Friday, November 28, 2008

Not so much increase in parallel performance

A few days ago I was celebrating the dramatic improvement of computing
performance using "snow" package in R.
(http://somerandomwalksofmind.blogspot.com/2008/11/my-first-parallel-program.html).
But later when I posted the question on R mailing list
(http://www.r-project.org/mail.html), some people pointed out that in
fact I did not such more-than-doubling improvement in performance.

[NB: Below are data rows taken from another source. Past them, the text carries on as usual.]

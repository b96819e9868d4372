//! The typed event frame set pushed to event-stream clients.
//!
//! Canonical shape — including nullability and lowercasing of identifiers —
//! is this module; the HTTP layer only serializes `Event` values and appends
//! the `\n\n` frame terminator, it never hand-builds JSON.

use serde::{Deserialize, Serialize};

use crate::session_types::{Fingerprint, SessionId};
use crate::track::TrackSummary;

#[derive(Debug, Clone, Serialize, Deserialize, PartialEq)]
#[serde(rename_all = "camelCase")]
pub struct HeartbeatTrack {
    pub identifier: String,
    pub title: String,
    pub artist: String,
    /// Monotonic start time, milliseconds since the session's epoch.
    pub start_time: u64,
    pub duration_ms: u64,
}

impl HeartbeatTrack {
    pub fn with_start_time(t: &TrackSummary, start_time: u64) -> Self {
        Self { start_time, ..Self::from(t) }
    }
}

impl From<&TrackSummary> for HeartbeatTrack {
    fn from(t: &TrackSummary) -> Self {
        Self {
            identifier: t.identifier.clone(),
            title: t.title.clone(),
            artist: t.artist.clone(),
            start_time: 0,
            duration_ms: t.duration_ms,
        }
    }
}

#[derive(Debug, Clone, Serialize, Deserialize, PartialEq)]
#[serde(rename_all = "camelCase")]
pub struct Timing {
    pub elapsed_ms: u64,
    pub remaining_ms: u64,
}

#[derive(Debug, Clone, Serialize, Deserialize, PartialEq)]
#[serde(rename_all = "camelCase")]
pub struct NextTrackInfo {
    pub track: TrackSummary,
    pub direction: Option<String>,
}

#[derive(Debug, Clone, Serialize, Deserialize, PartialEq)]
#[serde(rename_all = "camelCase")]
pub struct OverrideInfo {
    pub identifier: String,
    pub status: String,
    pub direction: Option<String>,
}

#[derive(Debug, Clone, Serialize, Deserialize, PartialEq)]
#[serde(rename_all = "camelCase")]
pub struct DriftInfo {
    pub current_direction: Option<String>,
}

#[derive(Debug, Clone, Serialize, Deserialize, PartialEq)]
#[serde(rename_all = "camelCase")]
pub struct SessionCounts {
    pub id: String,
    pub audio_clients: usize,
    pub event_clients: usize,
}

/// The full typed event set. `#[serde(tag = "type")]` tags each frame by
/// "at minimum `{ type, timestamp, sessionId?, fingerprint? }` plus
/// type-specific fields".
#[derive(Debug, Clone, Serialize, Deserialize, PartialEq)]
#[serde(tag = "type", rename_all = "snake_case")]
pub enum Event {
    #[serde(rename_all = "camelCase")]
    Connected {
        timestamp: i64,
        session_id: SessionId,
        fingerprint: Fingerprint,
    },
    #[serde(rename_all = "camelCase")]
    Heartbeat {
        timestamp: i64,
        session_id: SessionId,
        fingerprint: Fingerprint,
        current_track: HeartbeatTrack,
        timing: Timing,
        next_track: Option<NextTrackInfo>,
        #[serde(rename = "override")]
        override_: Option<OverrideInfo>,
        drift: DriftInfo,
        session: SessionCounts,
    },
    #[serde(rename_all = "camelCase")]
    TrackStarted {
        timestamp: i64,
        session_id: SessionId,
        fingerprint: Fingerprint,
        track: HeartbeatTrack,
        direction: Option<String>,
    },
    #[serde(rename_all = "camelCase")]
    SelectionAck {
        timestamp: i64,
        session_id: SessionId,
        fingerprint: Fingerprint,
        status: String,
        track_id: Option<String>,
        direction: Option<String>,
    },
    #[serde(rename_all = "camelCase")]
    SelectionFailed {
        timestamp: i64,
        session_id: SessionId,
        fingerprint: Fingerprint,
        reason: String,
    },
    #[serde(rename_all = "camelCase")]
    NextTrackPrepared {
        timestamp: i64,
        session_id: SessionId,
        fingerprint: Fingerprint,
        track: HeartbeatTrack,
        direction: Option<String>,
    },
    #[serde(rename_all = "camelCase")]
    NextTrackFailed {
        timestamp: i64,
        session_id: SessionId,
        fingerprint: Fingerprint,
        reason: String,
    },
    #[serde(rename_all = "camelCase")]
    SeekSync {
        timestamp: i64,
        session_id: SessionId,
        fingerprint: Fingerprint,
        elapsed_ms: u64,
    },
    #[serde(rename_all = "camelCase")]
    BootstrapPending {
        timestamp: i64,
        session_id: SessionId,
        fingerprint: Fingerprint,
    },
    #[serde(rename_all = "camelCase")]
    Bye {
        timestamp: i64,
        session_id: SessionId,
        fingerprint: Fingerprint,
        reason: String,
    },
}

impl Event {
    /// Serializes to one JSON object followed by the `\n\n` frame terminator
    /// the event stream uses for every frame type.
    pub fn to_frame(&self) -> serde_json::Result<String> {
        let json = serde_json::to_string(self)?;
        Ok(format!("{}\n\n", json))
    }
}

#[cfg(test)]
mod tests {
    use super::*;

    #[test]
    fn frame_is_terminated_by_blank_line() {
        let event = Event::BootstrapPending {
            timestamp: 0,
            session_id: SessionId("a".repeat(32)),
            fingerprint: Fingerprint("b".repeat(16)),
        };
        let frame = event.to_frame().unwrap();
        assert!(frame.ends_with("\n\n"));
        assert!(frame.contains("\"type\":\"bootstrap_pending\""));
    }

    #[test]
    fn heartbeat_tags_override_field_without_rust_keyword_clash() {
        let event = Event::Heartbeat {
            timestamp: 0,
            session_id: SessionId("a".repeat(32)),
            fingerprint: Fingerprint("b".repeat(16)),
            current_track: HeartbeatTrack {
                identifier: "c".repeat(32),
                title: "T".into(),
                artist: "A".into(),
                start_time: 0,
                duration_ms: 1000,
            },
            timing: Timing {
                elapsed_ms: 0,
                remaining_ms: 1000,
            },
            next_track: None,
            override_: None,
            drift: DriftInfo {
                current_direction: None,
            },
            session: SessionCounts {
                id: "a".repeat(32),
                audio_clients: 1,
                event_clients: 1,
            },
        };
        let json = serde_json::to_string(&event).unwrap();
        assert!(json.contains("\"override\":null"));
        assert!(!json.contains("override_"));
    }

    #[test]
    fn heartbeat_wire_shape_is_camel_case() {
        let event = Event::Heartbeat {
            timestamp: 0,
            session_id: SessionId("a".repeat(32)),
            fingerprint: Fingerprint("b".repeat(16)),
            current_track: HeartbeatTrack {
                identifier: "c".repeat(32),
                title: "T".into(),
                artist: "A".into(),
                start_time: 0,
                duration_ms: 1000,
            },
            timing: Timing {
                elapsed_ms: 500,
                remaining_ms: 1000,
            },
            next_track: None,
            override_: None,
            drift: DriftInfo {
                current_direction: None,
            },
            session: SessionCounts {
                id: "a".repeat(32),
                audio_clients: 1,
                event_clients: 1,
            },
        };
        let json = serde_json::to_string(&event).unwrap();
        assert!(json.contains("\"sessionId\""));
        assert!(json.contains("\"currentTrack\""));
        assert!(json.contains("\"elapsedMs\":500"));
        assert!(json.contains("\"remainingMs\":1000"));
        assert!(json.contains("\"nextTrack\":null"));
        assert!(json.contains("\"durationMs\":1000"));
        assert!(!json.contains("session_id"));
        assert!(!json.contains("elapsed_ms"));
    }
}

The trick, according to Stefan Evert
(http://www.nabble.com/More-than-doubling-performance-with-snow-td20654005.html),
is to look at the elapsed time in the system.time() output. In that
case the boost in speed is not so large. For example:

> library(snow)
>
> cc <- makePVMcluster(2)
>
> n.size <- 1000
>
> temp <- NULL
> for(i in 1:10){
+ x <- list(matrix(rnorm(n.size^2),n.size))
+ temp <- c(temp,x)
+ }
>
> system.time(t.1 <- clusterApply(cc,temp,"solve"))
user system elapsed
2.980 0.548 21.909
> system.time(t.2 <- lapply(temp,"solve"))
user system elapsed
24.290 0.636 25.058

So to further gain increase in execution in speed using snow I may
have to have a computer with many cores (much more than my current duo
core laptop).

Sunday, November 23, 2008

My first parallel program

My new laptop computer is a Lenovo Thinkpad T400 with Intel Core 2 Duo
processor. And I'm naturally seduced to do some experiment on parallel
programming. The result is far more than exciting. I tried the
following program:

library(snow)
cc <- makePVMcluster(2)
n.loop <- 10
n.size <- 1000
temp <- NULL
for(i in 1:n.loop){
x <- list(matrix(rnorm(n.size^2),n.size))
temp <- c(temp,x)
}

system.time(t.1 <- clusterApply(cc,temp,"solve"))
system.time(t.2 <- sapply(temp,"solve"))

The serial program took 23.9 seconds while the parallel one took only
3.0 seconds. That's more than double the performance!

Then I n.loop to 100 and n.size to 100. This time serial processing
outperformed parallel processing.

I guess this is a result of the trade-off between parallel
communication and computational time. When computational task is
relatively heavy, the time spent on communicating between processing
units are relatively insignificant. Thus the parallel method works
better. When the computational task is light, more time is wasted
sending messages. And the parallel way takes more time.

Monday, November 17, 2008

Ranking the living organism for environmental protection.

I have to admit that my thought is wicked at today's English as a
Second Language class. During the discussion session we were faced
with controversial over the trade off between environmental protection
and economic concerns. The text book Raise the Issue gave a very
extreme case that in Tennessee the construction of a dam was suspended
in the name of protecting an endangered species of snail. I was very
surprised about this. The dam may be of the welfare of many people in
terms of flood control and hydro-electricity production, which is on
the other hand good for the environment.

Then I ran into the idea that no consensus can be reached if we hold
on agonizing over these choices. The importance of wild life and
welfare of human being can hardly be preserved at the same time. And
we have to device a cut point, as we simply can not save every living
thing on our effort. An ideal cutting line is that on one side of it
the wildlife are protected, and on the other the wildlife protection
is not assigned top priority.

A very intuitive solution to this is to rank the living organisms
according to their genetic similarity with human. This argument is
well founded if we consider the ultimate goal of environmental
protection as self-protection. Thus the closer we are with some
non-human life, the more related our fate will be. The deterioration
of the habits of these living forms may lead to immediate threaten to
human society.

Another issue raises easily as how to find the cutting point.
Considering that the biosphere is a complicated graph of food chain,
where each point stands for a specie, and each edge stands for a
dependency relationship. We may simply find within our budget the set
of points with greatest sum of similarity and smallest dependency on
those which are not included in the set.

And this may give some rational criteria in the environmental issues,
and save the time and energy out of debates and campaigns. Some may
argue that the living things that are distant to human may also be
important. However, they may also get protected if they live within
the protection area for the larger living forms which are listed as
protection object.

Of course the idea above is no simple deed. While the current
development in biological science can provide a tree of phylogeny
similarity, the graph of direct dependence may not be easily obtained.
Besides, the budget mentioned above is difficult to estimate. Thus
this may take the synergy of both (bio)statisticians, biological
scientists, and economist to achieve the ultimate results.